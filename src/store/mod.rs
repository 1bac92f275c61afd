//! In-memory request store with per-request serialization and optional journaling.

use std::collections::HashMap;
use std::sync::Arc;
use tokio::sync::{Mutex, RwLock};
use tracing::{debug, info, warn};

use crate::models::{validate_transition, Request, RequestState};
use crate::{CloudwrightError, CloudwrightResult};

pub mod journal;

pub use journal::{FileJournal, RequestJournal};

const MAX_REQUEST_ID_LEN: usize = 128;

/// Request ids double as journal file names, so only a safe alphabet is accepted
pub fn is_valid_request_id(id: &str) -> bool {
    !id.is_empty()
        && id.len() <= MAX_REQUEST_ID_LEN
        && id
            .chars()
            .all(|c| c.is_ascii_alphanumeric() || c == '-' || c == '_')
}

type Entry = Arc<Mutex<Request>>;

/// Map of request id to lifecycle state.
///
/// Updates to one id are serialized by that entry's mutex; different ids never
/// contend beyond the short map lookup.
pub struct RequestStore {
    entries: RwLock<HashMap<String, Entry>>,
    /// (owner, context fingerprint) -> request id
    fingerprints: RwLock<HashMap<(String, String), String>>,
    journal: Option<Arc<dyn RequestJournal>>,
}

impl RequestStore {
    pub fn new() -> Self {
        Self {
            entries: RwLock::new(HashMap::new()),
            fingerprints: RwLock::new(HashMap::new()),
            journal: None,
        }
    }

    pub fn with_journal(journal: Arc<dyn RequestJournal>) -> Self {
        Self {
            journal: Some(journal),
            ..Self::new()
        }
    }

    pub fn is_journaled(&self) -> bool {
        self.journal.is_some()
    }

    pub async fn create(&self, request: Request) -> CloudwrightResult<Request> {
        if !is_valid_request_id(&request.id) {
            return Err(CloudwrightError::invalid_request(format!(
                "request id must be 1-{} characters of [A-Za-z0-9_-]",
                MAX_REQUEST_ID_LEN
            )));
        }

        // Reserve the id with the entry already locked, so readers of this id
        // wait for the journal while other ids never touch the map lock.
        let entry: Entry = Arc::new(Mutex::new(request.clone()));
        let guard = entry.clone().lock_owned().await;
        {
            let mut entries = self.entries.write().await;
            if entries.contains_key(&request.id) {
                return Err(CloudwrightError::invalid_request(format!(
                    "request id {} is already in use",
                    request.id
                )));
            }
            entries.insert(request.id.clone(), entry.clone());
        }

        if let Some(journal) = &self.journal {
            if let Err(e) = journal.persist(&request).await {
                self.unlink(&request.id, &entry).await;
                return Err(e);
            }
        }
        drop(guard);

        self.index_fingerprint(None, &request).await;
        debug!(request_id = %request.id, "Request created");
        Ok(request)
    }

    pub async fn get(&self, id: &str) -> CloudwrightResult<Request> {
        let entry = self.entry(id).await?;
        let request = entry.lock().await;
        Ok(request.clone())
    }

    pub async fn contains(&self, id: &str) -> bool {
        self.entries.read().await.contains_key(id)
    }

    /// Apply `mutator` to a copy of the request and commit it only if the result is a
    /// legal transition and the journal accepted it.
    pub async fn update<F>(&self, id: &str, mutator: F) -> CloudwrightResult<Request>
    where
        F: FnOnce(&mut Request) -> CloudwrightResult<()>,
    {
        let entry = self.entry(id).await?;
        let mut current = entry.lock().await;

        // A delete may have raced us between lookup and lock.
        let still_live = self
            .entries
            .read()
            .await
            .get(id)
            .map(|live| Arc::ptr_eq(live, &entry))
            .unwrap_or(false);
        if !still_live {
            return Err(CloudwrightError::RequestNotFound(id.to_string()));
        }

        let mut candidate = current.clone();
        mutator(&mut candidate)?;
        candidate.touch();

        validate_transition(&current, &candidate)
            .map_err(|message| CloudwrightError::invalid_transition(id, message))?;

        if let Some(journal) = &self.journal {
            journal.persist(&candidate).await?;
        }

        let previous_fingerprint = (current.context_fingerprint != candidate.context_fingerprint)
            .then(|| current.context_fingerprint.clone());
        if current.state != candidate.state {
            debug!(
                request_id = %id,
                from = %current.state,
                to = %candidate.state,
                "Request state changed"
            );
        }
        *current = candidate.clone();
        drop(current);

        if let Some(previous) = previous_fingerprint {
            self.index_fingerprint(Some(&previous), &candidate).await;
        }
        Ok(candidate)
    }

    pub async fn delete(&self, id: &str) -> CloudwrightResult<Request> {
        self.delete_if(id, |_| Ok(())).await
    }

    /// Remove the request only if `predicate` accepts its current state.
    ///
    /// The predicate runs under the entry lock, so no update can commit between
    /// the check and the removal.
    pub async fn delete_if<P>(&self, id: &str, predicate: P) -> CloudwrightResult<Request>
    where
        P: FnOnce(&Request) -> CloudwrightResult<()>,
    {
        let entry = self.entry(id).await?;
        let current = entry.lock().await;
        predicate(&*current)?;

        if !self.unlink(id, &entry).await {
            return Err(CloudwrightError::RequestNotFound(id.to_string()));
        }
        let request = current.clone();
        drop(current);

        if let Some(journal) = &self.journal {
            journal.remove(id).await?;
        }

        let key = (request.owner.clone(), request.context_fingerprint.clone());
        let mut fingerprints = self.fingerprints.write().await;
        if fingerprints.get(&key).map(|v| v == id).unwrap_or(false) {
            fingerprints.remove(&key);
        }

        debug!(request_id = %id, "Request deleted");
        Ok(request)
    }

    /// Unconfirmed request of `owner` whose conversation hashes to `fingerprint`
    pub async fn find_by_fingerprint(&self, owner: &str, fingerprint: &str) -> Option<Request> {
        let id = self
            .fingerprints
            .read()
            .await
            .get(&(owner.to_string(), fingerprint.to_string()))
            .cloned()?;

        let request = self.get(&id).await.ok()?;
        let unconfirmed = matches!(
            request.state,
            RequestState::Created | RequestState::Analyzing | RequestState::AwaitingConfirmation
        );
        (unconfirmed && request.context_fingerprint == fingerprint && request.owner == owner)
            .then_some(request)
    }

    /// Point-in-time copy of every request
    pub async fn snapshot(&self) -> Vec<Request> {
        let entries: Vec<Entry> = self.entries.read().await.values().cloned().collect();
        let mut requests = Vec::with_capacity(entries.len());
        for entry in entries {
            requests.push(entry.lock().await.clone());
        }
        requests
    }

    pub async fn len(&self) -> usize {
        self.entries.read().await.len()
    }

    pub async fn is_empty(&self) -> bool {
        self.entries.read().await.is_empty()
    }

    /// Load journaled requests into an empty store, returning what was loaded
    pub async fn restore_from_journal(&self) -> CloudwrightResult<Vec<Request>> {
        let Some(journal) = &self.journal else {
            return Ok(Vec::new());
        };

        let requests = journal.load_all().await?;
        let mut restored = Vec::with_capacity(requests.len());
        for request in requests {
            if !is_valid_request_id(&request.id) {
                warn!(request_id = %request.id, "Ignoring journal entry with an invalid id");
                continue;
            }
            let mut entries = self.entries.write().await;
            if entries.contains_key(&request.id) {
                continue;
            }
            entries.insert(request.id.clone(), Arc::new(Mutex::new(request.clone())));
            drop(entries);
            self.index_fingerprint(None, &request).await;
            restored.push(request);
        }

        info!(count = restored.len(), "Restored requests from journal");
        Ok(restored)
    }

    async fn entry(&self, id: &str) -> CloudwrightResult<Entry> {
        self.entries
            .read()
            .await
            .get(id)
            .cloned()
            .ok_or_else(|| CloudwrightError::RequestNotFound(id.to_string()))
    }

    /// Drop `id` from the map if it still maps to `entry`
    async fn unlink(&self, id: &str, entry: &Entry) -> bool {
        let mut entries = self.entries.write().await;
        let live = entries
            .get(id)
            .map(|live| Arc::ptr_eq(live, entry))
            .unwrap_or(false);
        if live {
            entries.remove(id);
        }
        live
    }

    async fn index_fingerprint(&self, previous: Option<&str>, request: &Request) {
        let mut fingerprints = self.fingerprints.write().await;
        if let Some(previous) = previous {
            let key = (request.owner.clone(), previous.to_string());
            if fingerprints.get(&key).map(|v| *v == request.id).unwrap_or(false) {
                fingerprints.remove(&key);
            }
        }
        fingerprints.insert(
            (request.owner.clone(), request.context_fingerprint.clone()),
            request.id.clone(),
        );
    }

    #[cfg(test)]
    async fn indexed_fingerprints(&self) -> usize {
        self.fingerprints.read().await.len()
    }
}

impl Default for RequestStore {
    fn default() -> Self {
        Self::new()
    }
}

•••

Problem description ▸
Search the data above and return each line in which "CloudwrightError" occurs.

The answer ▸
use crate::{CloudwrightError, CloudwrightResult};
            return Err(CloudwrightError::invalid_request(format!(
                return Err(CloudwrightError::invalid_request(format!(
            return Err(CloudwrightError::RequestNotFound(id.to_string()));
            .map_err(|message| CloudwrightError::invalid_transition(id, message))?;
            return Err(CloudwrightError::RequestNotFound(id.to_string()));
            .ok_or_else(|| CloudwrightError::RequestNotFound(id.to_string()))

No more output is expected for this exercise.